Here’s the thing — at least Casper was a friendly ghost. He had manners — he wasn't out to hurt anyone. These days you’re lucky to get a pat on the back and a ‘thanks for coming’ (pardon the pun — and again, only if you’re lucky…) when parting ways with a new flame. And that’s if you know you’re parting ways… you might think you’re saying, “See you soon”, meanwhile what they’re saying is, “Have a nice life”. They just forgot to fill you in on that bit.
These days you’re lucky to get a pat on the back and a ‘thanks for coming’ (pardon the pun — and again, only if you’re lucky…)
The read but unanswered texts; the calls that go to voicemail; the wondering what went wrong/what did I say/what did I do/what didn’t I say/what didn’t I do? The inner turmoil someone creates when they simply up and disappear without warning is, quite frankly, selfish, gutless and just plain rude. It’s a jungle out there.
When did people stop caring about how their actions affect others? Did I miss the memo? Because I was taught to treat people with honesty, respect and the way I would like to be treated. Hot tip for anyone out there dating and wondering how they should and shouldn’t behave — no one wants to be ghosted. But we already know that, don't we? It’s a conversation, not rocket science. Call me old-fashioned but I would have thought “chatting” was less of a commitment than putting part of your body inside another person.
I’m no prude, and I’m also not expecting a potential partner to sign a dating contract in blood and ‘cross their heart and hope to die’. Because changing your mind is OK. Deciding you like someone else is OK. Going on dates and meeting more than one person at a time is OK. But let’s be adults here. If circumstances change; if feelings change; if your definition of monogamy changes — it’s OK. Just be honest about it and have the decency to inform the other person.
If you had to cancel the plumber who was booked to unblock a massive lump of turds, tampons and used condoms from your septic tank, you’d probably give him a heads up. So maybe consider extending the same courtesy to someone you’ve shared a bed and bodily fluids with.

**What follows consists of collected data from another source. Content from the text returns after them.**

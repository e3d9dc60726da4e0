//! HTTP client abstraction for testability

use std::future::Future;
use std::pin::Pin;
use std::time::Duration;

use reqwest::redirect::Policy;
use reqwest::Client;

use crate::config::AssetConfig;
use crate::error::FetchError;

/// Boxed future type for dyn-compatible async methods.
pub type BoxFuture<'a, T> = Pin<Box<dyn Future<Output = T> + Send + 'a>>;

/// Maximum number of redirects followed per request.
const MAX_REDIRECTS: usize = 10;

/// Trait for HTTP client operations.
///
/// This abstraction allows for dependency injection and easier testing
/// by enabling mock HTTP clients in tests.
pub trait HttpClient: Send + Sync {
    /// Performs an HTTP GET request and returns the complete body.
    ///
    /// Redirects are followed transparently. A non-success final status is
    /// an error, as is a body that is not fully received.
    fn get<'a>(&'a self, url: &'a str) -> BoxFuture<'a, Result<Vec<u8>, FetchError>>;
}

/// Real HTTP client implementation using reqwest.
#[derive(Debug, Clone)]
pub struct ReqwestClient {
    client: Client,
    max_body_bytes: u64,
}

impl ReqwestClient {
    /// Creates a client with explicit limits.
    ///
    /// * `connect_timeout` - bound on establishing the connection
    /// * `attempt_timeout` - bound on the whole request including the body
    /// * `max_body_bytes` - bodies larger than this fail the attempt
    pub fn with_limits(
        connect_timeout: Duration,
        attempt_timeout: Duration,
        max_body_bytes: u64,
    ) -> Result<Self, FetchError> {
        let client = Client::builder()
            .connect_timeout(connect_timeout)
            .timeout(attempt_timeout)
            .redirect(Policy::limited(MAX_REDIRECTS))
            .user_agent(concat!("doomkit/", env!("CARGO_PKG_VERSION")))
            .build()
            .map_err(|e| FetchError::Request(format!("failed to create HTTP client: {}", e)))?;

        Ok(Self {
            client,
            max_body_bytes,
        })
    }

    /// Creates a client from the acquisition configuration.
    pub fn from_config(config: &AssetConfig) -> Result<Self, FetchError> {
        Self::with_limits(
            config.connect_timeout,
            config.attempt_timeout,
            config.max_archive_bytes,
        )
    }

    /// Largest body this client accepts.
    pub fn max_body_bytes(&self) -> u64 {
        self.max_body_bytes
    }
}

impl HttpClient for ReqwestClient {
    fn get<'a>(&'a self, url: &'a str) -> BoxFuture<'a, Result<Vec<u8>, FetchError>> {
        Box::pin(async move {
            let mut response = self.client.get(url).send().await.map_err(map_error)?;

            let status = response.status();
            if !status.is_success() {
                return Err(FetchError::Status(status.as_u16()));
            }

            let limit = self.max_body_bytes;
            let declared = response.content_length().unwrap_or(0);
            if declared > limit {
                return Err(FetchError::TooLarge { limit });
            }

            let mut body = Vec::with_capacity(declared as usize);
            while let Some(chunk) = response.chunk().await.map_err(map_error)? {
                if body.len() as u64 + chunk.len() as u64 > limit {
                    return Err(FetchError::TooLarge { limit });
                }
                body.extend_from_slice(&chunk);
            }

            Ok(body)
        })
    }
}

fn map_error(e: reqwest::Error) -> FetchError {
    if e.is_timeout() {
        FetchError::Timeout
    } else {
        FetchError::Request(e.to_string())
    }
}

#[cfg(test)]
pub mod tests {
    use super::*;
    use std::collections::HashMap;
    use std::sync::Mutex;

    /// Mock HTTP client for testing.
    ///
    /// Answers from a per-URL script; unknown URLs fail like a refused
    /// connection. Every requested URL is recorded in order.
    #[derive(Default)]
    pub struct MockHttpClient {
        pub responses: HashMap<String, Result<Vec<u8>, FetchError>>,
        pub delay: Option<Duration>,
        pub calls: Mutex<Vec<String>>,
    }

    impl MockHttpClient {
        pub fn new() -> Self {
            Self::default()
        }

        pub fn respond(mut self, url: &str, response: Result<Vec<u8>, FetchError>) -> Self {
            self.responses.insert(url.to_string(), response);
            self
        }

        pub fn with_delay(mut self, delay: Duration) -> Self {
            self.delay = Some(delay);
            self
        }

        pub fn calls(&self) -> Vec<String> {
            self.calls.lock().unwrap().clone()
        }
    }

    impl HttpClient for MockHttpClient {
        fn get<'a>(&'a self, url: &'a str) -> BoxFuture<'a, Result<Vec<u8>, FetchError>> {
            Box::pin(async move {
                self.calls.lock().unwrap().push(url.to_string());
                if let Some(delay) = self.delay {
                    tokio::time::sleep(delay).await;
                }
                self.responses
                    .get(url)
                    .cloned()
                    .unwrap_or_else(|| Err(FetchError::Request("connection refused".into())))
            })
        }
    }

    #[tokio::test]
    async fn test_mock_client_success() {
        let mock = MockHttpClient::new().respond("http://example.com/a.zip", Ok(vec![1, 2, 3]));

        let result = mock.get("http://example.com/a.zip").await;
        assert_eq!(result.unwrap(), vec![1, 2, 3]);
        assert_eq!(mock.calls(), vec!["http://example.com/a.zip"]);
    }

    #[tokio::test]
    async fn test_mock_client_unknown_url() {
        let mock = MockHttpClient::new();
        let result = mock.get("http://example.com/missing.zip").await;
        assert!(matches!(result, Err(FetchError::Request(_))));
    }

    #[test]
    fn test_reqwest_client_from_config() {
        let config = AssetConfig::default().with_max_archive_bytes(4096);
        let client = ReqwestClient::from_config(&config).unwrap();
        assert_eq!(client.max_body_bytes(), 4096);
    }
}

My bestie offered the advice that perhaps we should treat dating like a job interview. When it comes to having tricky conversations involving icky things like ‘feelings’ and ‘egos’ and ‘sexy time’, it can be very challenging. She also made the point that it can be incredibly hard to have that conversation after you’ve ‘done the deed’ (and hopefully during the deed too, but that’s another blog….). It might go a little something like this…
You: “Hey we think you’re great! But you’re not quite right for this role.”
Them: “What did I do wrong? How can I improve?”
You: “Absolutely nothing. We’re just looking for something a little different. But we wish you luck in your future endeavours and we’ll keep your CV on file in case a position opens up down the track.”
We’re all adults (and if you’re not, you shouldn’t be reading this and your parents need better rules around screen time). We all know there are no guarantees in life; especially when it comes to online dating (except perhaps a case of herpes and a temporarily lowered level of self-esteem). But I’m going to go out on a limb and say that ghosting someone you’ve been intimate with for a period of time is a low down dog act. But that doesn’t seem right. It’s not fair to dogs.
You see, there comes a time in your life when you stop taking shit from people and accepting poor behaviour. It happened to my dog at age seven (that’s 49 in human years). She just woke up one day and decided if another dog wasn’t to her liking she was quite simply going to try and tear its face-off. Now I’m not condoning or encouraging that kind of behaviour, but based on my recent dating experiences Indi has better manners than a lot of the singletons I’m swiping on. She at least understands the very basics of burying or bagging your shit and disposing of it. We all have shit in our lives — painful experiences; relationship baggage; work/life/financial stress. But deal with your shit before someone else gets caught up in it — because the scent lingers.
So this morning I decided to be ‘that girl’ and tell someone exactly how their ghosting behaviour had impacted me. I gave him the benefit of the doubt — in case he’d been kidnapped, hit by a bus or come down with a nasty case of temporary dementia — and then I unloaded. Some may call me crazy, but I’m done with this shit.
I’m yet to receive a response and I’m definitely not holding my breath — I have stuff to do and new Tinder pics to upload.
Do me a favour people — just be kind to one another, it’s really not that hard.